Welcome to our monthly feature The PR Desk! Written by PR professional Heather Travis, it guides bloggers on the ins and outs of navigating the world of PR agencies and brands. This month, Heather shares her insights into what makes the ideal pitch.

The Bloggers Guide to the Essentials of a Good Pitch | Food Bloggers of Canada

By now you should know exactly to whom you are making your official pitch. They may be the PR or Marketing Manager from in-house, or you may be speaking with a PR or digital agency that represents the brand. Hopefully you’ve already had a great little phone call or email exchange about the brand, the opportunities, their goals and objectives — you may have even gotten the scoop on an upcoming campaign. All of those insights, combined with your extensive online research, will give you all the fuel you need to craft a good pitch.

The ideal pitch is short and sweet, and only has two key essentials: showing your value and demonstrating brand alignment/understanding.

Showing Your Value

Sure you’ve got your media kit, but what you want to communicate in a few short sentences is what value you can offer. For instance, if campaigns you’ve done in the past have generated a 10 percent conversion for the brand (clicked from your site to theirs and then did something further), you will want to share this strong metric. It speaks to the value of your readership. Do your photos and recipes regularly get picked up by various media or included in others’ recipe round-ups? You’ll want the brand to know the value of your extended network of supporters.

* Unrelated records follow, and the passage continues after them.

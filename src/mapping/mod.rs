//! Declarative parameter mapping
//!
//! A [`ProviderSchema`] maps canonical request keys to provider target fields.
//! Each key carries one [`ParameterConfig`] or an ordered list of them, so a
//! single canonical key can populate several independent target fields.
//!
//! Defaults and transforms are [`Rule`]s: anything that can compute a value
//! from the full canonical request. Closures implement `Rule` directly.

mod engine;
mod error;

use std::collections::BTreeMap;
use std::fmt;
use std::sync::Arc;

use serde::{Deserialize, Serialize};
use serde_json::{Map, Value};

use crate::native::request::CanonicalRequest;

pub use engine::{build_request, clamp_number, set_path};
pub use error::MappingError;

/// Provider request body built by the engine
pub type ProviderRequest = Map<String, Value>;

/// Kind of upstream call a schema describes
#[derive(Debug, Clone, Copy, PartialEq, Eq, Hash, Serialize, Deserialize)]
#[serde(rename_all = "snake_case")]
pub enum Operation {
    Chat,
    Complete,
    Embed,
    Image,
    Speech,
    Transcription,
}

impl Operation {
    pub fn as_str(self) -> &'static str {
        match self {
            Operation::Chat => "chat",
            Operation::Complete => "complete",
            Operation::Embed => "embed",
            Operation::Image => "image",
            Operation::Speech => "speech",
            Operation::Transcription => "transcription",
        }
    }
}

impl fmt::Display for Operation {
    fn fmt(&self, f: &mut fmt::Formatter<'_>) -> fmt::Result {
        f.write_str(self.as_str())
    }
}

/// A computed value derived from the full canonical request
///
/// Returning `None` means "no value": the target field is left unwritten.
pub trait Rule: Send + Sync {
    fn compute(&self, request: &CanonicalRequest) -> Option<Value>;
}

impl<F> Rule for F
where
    F: Fn(&CanonicalRequest) -> Option<Value> + Send + Sync,
{
    fn compute(&self, request: &CanonicalRequest) -> Option<Value> {
        self(request)
    }
}

/// Shared handle to a rule
#[derive(Clone)]
pub struct RuleRef(Arc<dyn Rule>);

impl RuleRef {
    pub fn new(rule: impl Rule + 'static) -> Self {
        Self(Arc::new(rule))
    }

    pub fn compute(&self, request: &CanonicalRequest) -> Option<Value> {
        self.0.compute(request)
    }
}

impl fmt::Debug for RuleRef {
    fn fmt(&self, f: &mut fmt::Formatter<'_>) -> fmt::Result {
        f.write_str("Rule(..)")
    }
}

/// Default used when the canonical request lacks a key
#[derive(Debug, Clone)]
pub enum DefaultValue {
    Literal(Value),
    Computed(RuleRef),
}

impl DefaultValue {
    pub fn resolve(&self, request: &CanonicalRequest) -> Option<Value> {
        match self {
            DefaultValue::Literal(value) => Some(value.clone()),
            DefaultValue::Computed(rule) => rule.compute(request),
        }
    }
}

/// How one canonical key is written into a provider request
#[derive(Debug, Clone)]
pub struct ParameterConfig {
    /// Target field; dots address nested objects (`metadata.user_id`)
    pub target_field: String,
    pub required: bool,
    pub default: Option<DefaultValue>,
    pub min: Option<f64>,
    pub max: Option<f64>,
    pub transform: Option<RuleRef>,
}

impl ParameterConfig {
    /// Pass-through config writing to `target_field`
    pub fn new(target_field: impl Into<String>) -> Self {
        Self {
            target_field: target_field.into(),
            required: false,
            default: None,
            min: None,
            max: None,
            transform: None,
        }
    }

    pub fn required(mut self) -> Self {
        self.required = true;
        self
    }

    pub fn default_value(mut self, value: Value) -> Self {
        self.default = Some(DefaultValue::Literal(value));
        self
    }

    pub fn default_with(mut self, rule: impl Rule + 'static) -> Self {
        self.default = Some(DefaultValue::Computed(RuleRef::new(rule)));
        self
    }

    pub fn min(mut self, min: f64) -> Self {
        self.min = Some(min);
        self
    }

    pub fn max(mut self, max: f64) -> Self {
        self.max = Some(max);
        self
    }

    pub fn range(self, min: f64, max: f64) -> Self {
        self.min(min).max(max)
    }

    pub fn transform(mut self, rule: impl Rule + 'static) -> Self {
        self.transform = Some(RuleRef::new(rule));
        self
    }

    /// Share an existing rule (several keys recomputing one target)
    pub fn transform_ref(mut self, rule: RuleRef) -> Self {
        self.transform = Some(rule);
        self
    }
}

/// One or an ordered list of configs for a canonical key
#[derive(Debug, Clone)]
pub enum ParamSpec {
    Single(ParameterConfig),
    Multi(Vec<ParameterConfig>),
}

impl ParamSpec {
    pub fn configs(&self) -> &[ParameterConfig] {
        match self {
            ParamSpec::Single(config) => std::slice::from_ref(config),
            ParamSpec::Multi(configs) => configs,
        }
    }
}

/// Static mapping from canonical keys to provider fields
#[derive(Debug, Clone, Default)]
pub struct ProviderSchema {
    params: BTreeMap<String, ParamSpec>,
}

impl ProviderSchema {
    pub fn new() -> Self {
        Self::default()
    }

    /// Map `key` through a single config
    pub fn param(mut self, key: impl Into<String>, config: ParameterConfig) -> Self {
        self.params.insert(key.into(), ParamSpec::Single(config));
        self
    }

    /// Map `key` through several configs, applied in declared order
    pub fn params(mut self, key: impl Into<String>, configs: Vec<ParameterConfig>) -> Self {
        self.params.insert(key.into(), ParamSpec::Multi(configs));
        self
    }

    /// Map each key to a same-named pass-through field
    pub fn passthrough(mut self, keys: &[&str]) -> Self {
        for key in keys {
            self.params
                .insert((*key).to_string(), ParamSpec::Single(ParameterConfig::new(*key)));
        }
        self
    }

    pub fn get(&self, key: &str) -> Option<&ParamSpec> {
        self.params.get(key)
    }

    pub fn len(&self) -> usize {
        self.params.len()
    }

    pub fn is_empty(&self) -> bool {
        self.params.is_empty()
    }

    pub fn iter(&self) -> impl Iterator<Item = (&String, &ParamSpec)> {
        self.params.iter()
    }

    /// Build a provider request from a canonical request
    pub fn build(&self, request: &CanonicalRequest) -> Result<ProviderRequest, MappingError> {
        build_request(self, request)
    }
}
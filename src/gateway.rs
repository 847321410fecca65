//! Gateway pipeline
//!
//! One call runs: canonical request → provider schema → upstream request →
//! byte stream → frames → forward chunks or one aggregated response.
//! Upstream calls always stream. Non-streaming callers get the aggregate.

use std::sync::Arc;

use serde_json::json;
use tracing::{debug, Instrument};

use crate::accumulate::{aggregate, forward, Aggregate, Mode, ProviderStreamAdapter, SseStream};
use crate::config::{env_prefix, Config};
use crate::error::{AppError, AppResult};
use crate::mapping::{MappingError, Operation, ProviderRequest};
use crate::native::request::CanonicalRequest;
use crate::providers::{Provider, ProviderRegistry};
use crate::proxy::{build_provider_headers, RequestContext, UpstreamRequest, UpstreamTransport};
use crate::streaming::{decode_stream_filtered, FrameStream};

/// A mapped call ready to send
pub struct PreparedCall {
    pub url: String,
    pub body: ProviderRequest,
    pub adapter: Arc<dyn ProviderStreamAdapter>,
    request: UpstreamRequest,
}

impl std::fmt::Debug for PreparedCall {
    fn fmt(&self, f: &mut std::fmt::Formatter<'_>) -> std::fmt::Result {
        f.debug_struct("PreparedCall")
            .field("url", &self.url)
            .field("provider", &self.adapter.provider())
            .finish()
    }
}

impl PreparedCall {
    pub fn context(&self) -> &RequestContext {
        &self.request.context
    }
}

#[derive(Clone)]
pub struct Gateway {
    registry: Arc<ProviderRegistry>,
    config: Arc<Config>,
    transport: Arc<dyn UpstreamTransport>,
}

fn record_mapping_error(provider: &str, error: &MappingError) {
    let kind = match error {
        MappingError::MissingRequiredParameter(_) => "missing_parameter",
        MappingError::UnsupportedProvider(_) => "unsupported_provider",
        MappingError::UnsupportedOperation { .. } => "unsupported_operation",
        MappingError::InvalidRequest(_) => "invalid_request",
    };
    metrics::counter!(
        "conduit_mapping_errors_total",
        "provider" => provider.to_string(),
        "kind" => kind
    )
    .increment(1);
}

impl Gateway {
    pub fn new(
        registry: Arc<ProviderRegistry>,
        config: Arc<Config>,
        transport: Arc<dyn UpstreamTransport>,
    ) -> Self {
        Self {
            registry,
            config,
            transport,
        }
    }

    pub fn registry(&self) -> &ProviderRegistry {
        &self.registry
    }

    pub fn config(&self) -> &Config {
        &self.config
    }

    /// Full upstream URL for one call, honouring base URL overrides
    pub fn endpoint_for(
        &self,
        provider: &dyn Provider,
        operation: Operation,
        model: &str,
        stream: bool,
    ) -> Result<String, MappingError> {
        let path = provider
            .endpoint(operation, model, stream)
            .ok_or_else(|| MappingError::UnsupportedOperation {
                provider: provider.id().to_string(),
                operation,
            })?;
        let base = self
            .config
            .base_url(provider.id())
            .unwrap_or(provider.info().base_url);
        Ok(format!("{}{}", base, path))
    }

    /// Map `request` for `provider_id` and resolve everything needed to send it
    pub fn prepare(
        &self,
        provider_id: &str,
        operation: Operation,
        request: &CanonicalRequest,
    ) -> AppResult<PreparedCall> {
        let mapping = |e: MappingError| {
            record_mapping_error(provider_id, &e);
            AppError::Mapping(e)
        };

        let provider = self.registry.get(provider_id).map_err(mapping)?;
        let adapter = self
            .registry
            .stream_adapter(provider_id, operation)
            .map_err(mapping)?;

        // Upstream always streams
        let request = request.with("stream", json!(true));
        let body = self
            .registry
            .build_request(provider_id, operation, &request)
            .map_err(mapping)?;
        let model = request.model().unwrap_or_default().to_string();
        let url = self
            .endpoint_for(&**provider, operation, &model, true)
            .map_err(mapping)?;

        let api_key = self.config.api_key(provider_id).ok_or_else(|| {
            AppError::ServiceUnavailable(format!("{}_API_KEY is not configured", env_prefix(provider_id)))
        })?;
        let headers = build_provider_headers(provider.info(), api_key)?;

        if self.config.debug_enabled {
            debug!(
                provider = %provider_id,
                operation = %operation,
                family = ?provider.info().family,
                body = %serde_json::Value::Object(body.clone()),
                "Mapped upstream request"
            );
        }

        let context = RequestContext::new(provider_id, operation).with_model(model);
        Ok(PreparedCall {
            request: UpstreamRequest {
                url: url.clone(),
                headers,
                body: body.clone(),
                context,
            },
            url,
            body,
            adapter,
        })
    }

    /// Send a prepared call and decode the response into frames
    pub async fn open(&self, call: &PreparedCall, mode: Mode) -> AppResult<FrameStream> {
        let bytes = self.transport.send(call.request.clone()).await?;
        let adapter = call.adapter.clone();
        Ok(decode_stream_filtered(bytes, adapter.delimiter(), move |frame| {
            adapter.keep_frame(frame, mode)
        }))
    }

    /// Forward mode: canonical SSE chunks as they arrive
    ///
    /// Dropping the returned stream stops reading from the provider.
    pub async fn stream(
        &self,
        provider_id: &str,
        operation: Operation,
        request: &CanonicalRequest,
    ) -> AppResult<SseStream> {
        let mut call = self.prepare(provider_id, operation, request)?;
        call.request.context.streaming = true;
        let context = call.context().clone();
        context.log_request_start();

        let frames = self
            .open(&call, Mode::Forward)
            .instrument(context.create_span())
            .await
            .map_err(|e| {
                context.log_error(&e.to_string());
                e
            })?;
        context.log_stream_started();
        Ok(forward(frames, call.adapter))
    }

    /// Aggregate mode: the whole stream folded into one response
    ///
    /// Stream failures come back as [`Aggregate::Failed`] with the provider
    /// attached; failures before the stream starts are errors.
    pub async fn aggregate(
        &self,
        provider_id: &str,
        operation: Operation,
        request: &CanonicalRequest,
    ) -> AppResult<Aggregate> {
        let call = self.prepare(provider_id, operation, request)?;
        let context = call.context().clone();
        context.log_request_start();

        let span = context.create_span();
        let result = async {
            let frames = self.open(&call, Mode::Aggregate).await?;
            Ok::<_, AppError>(aggregate(frames, call.adapter.clone()).await)
        }
        .instrument(span)
        .await;

        let mut result = match result {
            Ok(result) => result,
            Err(e) => {
                context.log_error(&e.to_string());
                return Err(e);
            }
        };

        match &mut result {
            Aggregate::Chat(chat) => {
                if chat.model.is_empty() {
                    chat.model = request.model().unwrap_or_default().to_string();
                }
                context.log_request_complete(Some(chat.usage.total_tokens));
            }
            Aggregate::Transcription(_) => context.log_request_complete(None),
            Aggregate::Failed(error) => context.log_error(&error.error.message),
        }
        Ok(result)
    }
}
//! Core message types for the canonical API
//!
//! Roles and helpers for reading OpenAI-style message content out of an open
//! JSON request. Provider schemas use these to convert canonical `messages`
//! into their own conversation shapes.

use serde::{Deserialize, Serialize};
use serde_json::Value;

/// Role of a message participant
#[derive(Debug, Clone, Copy, Serialize, Deserialize, PartialEq, Eq, Default)]
#[serde(rename_all = "lowercase")]
pub enum Role {
    /// System message providing instructions or context
    System,
    /// Developer message (treated like a system message by most providers)
    Developer,
    /// User message from the human
    User,
    /// Assistant message from the AI
    #[default]
    Assistant,
    /// Tool/function result message
    Tool,
}

impl Role {
    /// Parse a role from a canonical message, defaulting to `user`
    pub fn of(message: &Value) -> Self {
        match message.get("role").and_then(Value::as_str) {
            Some("system") => Role::System,
            Some("developer") => Role::Developer,
            Some("assistant") => Role::Assistant,
            Some("tool") | Some("function") => Role::Tool,
            _ => Role::User,
        }
    }

    /// Whether this role carries instructions rather than conversation turns
    pub fn is_instruction(self) -> bool {
        matches!(self, Role::System | Role::Developer)
    }
}

/// Extract text content from a canonical message
///
/// Plain string content is returned directly. For content part arrays, all
/// `text` parts are concatenated and non-text parts are ignored.
pub fn message_text(message: &Value) -> String {
    match message.get("content") {
        Some(Value::String(text)) => text.clone(),
        Some(Value::Array(parts)) => parts
            .iter()
            .filter_map(|part| match part.get("type").and_then(Value::as_str) {
                Some("text") | Some("input_text") | Some("output_text") | None => {
                    part.get("text").and_then(Value::as_str)
                }
                _ => None,
            })
            .collect::<Vec<_>>()
            .join(""),
        _ => String::new(),
    }
}

/// Split a `data:` URL into its media type and base64 payload
pub fn split_data_url(url: &str) -> Option<(&str, &str)> {
    let rest = url.strip_prefix("data:")?;
    let (meta, data) = rest.split_once(',')?;
    let media_type = meta.strip_suffix(";base64")?;
    Some((media_type, data))
}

While you may have a long list of ways you can add value, you’ll want to think strategically about which you include in your pitch. Think through what your homework has taught you and include only the ways you’ll add value that means the most to the brand.  You’ll also want to ...

Demonstrate How Your Partnership Aligns With the Brand’s Goals

Your homework will have also hopefully provided you with some insights into what the brand’s goals are. Maybe it’s increasing the fan base of particular social media platforms, maybe it’s generating new content specifically for their site, or maybe it’s to start speaking to a new target audience. If you submit an idea or pitch that's contradictory to their goals you aren't likely to get very far. Knowing these, or making an assumption based on what you see online (e.g., “I’ve been a big fan of yours for a while and have noticed your ABC brand starting to reach out more to XYZ group, and I love this because that’s who I am and who my readers are!”) shows you're aligned and care. Again, back to the relationship analogy: really it’s all about showing you care and that you listen/pay attention. Am I right ladies and gents?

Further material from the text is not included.